Autre avantage pour les éternels indécis et fieffés gloutons, celui de pouvoir commander toute la carte sans avoir à préférer la lotte au détriment du loup. Là encore, une liberté de façade, qui a au moins le mérite de vous désigner comme le seul et unique responsable d’éventuelles associations hasardeuses et autre excès de boisson.
Enfin, le plus pragmatique argument du « coût de massue », avec des établissements pris à la gorge par la hausse du prix des loyers, des frais de personnel et des matières premières. En éternels enfants gâtés – et uniques –, avons-nous pris la mauvaise habitude de ne pas savoir partager nos jouets, menaçant d’un coup de fourchette le malheureux qui aurait l’audace de vous demander un croque dans votre club ?
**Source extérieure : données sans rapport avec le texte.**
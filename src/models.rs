use serde::{Deserialize, Serialize};

/// Two versions of the same module resolved side by side in `go.sum`.
#[derive(Debug, Clone, PartialEq, Eq, Serialize, Deserialize)]
pub struct VersionConflict {
    pub module_path: String,
    pub current_version: String,
    pub conflict_version: String,
    pub reason: String,
}

#[derive(Debug, Clone, PartialEq, Eq, Serialize, Deserialize)]
pub struct SecurityIssue {
    pub id: String,
    pub severity: Severity,
    pub description: String,
    pub fixed_in: String,
}

#[derive(Debug, Clone, Copy, PartialEq, Eq, PartialOrd, Ord, Hash, Serialize, Deserialize)]
#[serde(rename_all = "UPPERCASE")]
pub enum Severity {
    Critical,
    High,
    Medium,
    Low,
}

impl Severity {
    /// Report order, most severe first.
    pub const ALL: [Severity; 4] = [
        Severity::Critical,
        Severity::High,
        Severity::Medium,
        Severity::Low,
    ];
}

impl std::fmt::Display for Severity {
    fn fmt(&self, f: &mut std::fmt::Formatter<'_>) -> std::fmt::Result {
        match self {
            Severity::Critical => write!(f, "CRITICAL"),
            Severity::High => write!(f, "HIGH"),
            Severity::Medium => write!(f, "MEDIUM"),
            Severity::Low => write!(f, "LOW"),
        }
    }
}

#[derive(Debug, Clone, PartialEq, Serialize, Deserialize)]
pub enum LicenseRisk {
    Permissive,
    WeakCopyleft,
    StrongCopyleft,
    Proprietary,
    Unknown,
}

impl std::fmt::Display for LicenseRisk {
    fn fmt(&self, f: &mut std::fmt::Formatter<'_>) -> std::fmt::Result {
        match self {
            LicenseRisk::Permissive => write!(f, "Permissive"),
            LicenseRisk::WeakCopyleft => write!(f, "Weak Copyleft"),
            LicenseRisk::StrongCopyleft => write!(f, "Strong Copyleft"),
            LicenseRisk::Proprietary => write!(f, "Proprietary"),
            LicenseRisk::Unknown => write!(f, "Unknown"),
        }
    }
}

#[derive(Debug, Clone, PartialEq, Serialize, Deserialize)]
#[serde(rename_all = "lowercase")]
pub enum PolicyVerdict {
    Pass,
    Warn,
    Error,
}

impl std::fmt::Display for PolicyVerdict {
    fn fmt(&self, f: &mut std::fmt::Formatter<'_>) -> std::fmt::Result {
        match self {
            PolicyVerdict::Pass => write!(f, "pass"),
            PolicyVerdict::Warn => write!(f, "warn"),
            PolicyVerdict::Error => write!(f, "error"),
        }
    }
}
L’époque où la plus généreuse des coquetteries était de demander deux cuillères en accompagnement du dessert a laissé place à une obligation de surenchère, à des regards en coin et des nuques tendues vers le dernier des trois gnocchis et à des overdoses de pain optimisées à grandes rasades de Châteldon. Avec, comme point final à la soirée, une addition à trois chiffres roulée en parchemin sur une table de quatre convives qui aura commandé 12 entrées, 8 plats et 6 parties sucrées, regrettant amèrement la disparition du boulier. Comme le scandent les nostalgiques du bon vieil entrée/plat/dessert, à quoi bon tout partager, si c’est pour ne plus rien manger ?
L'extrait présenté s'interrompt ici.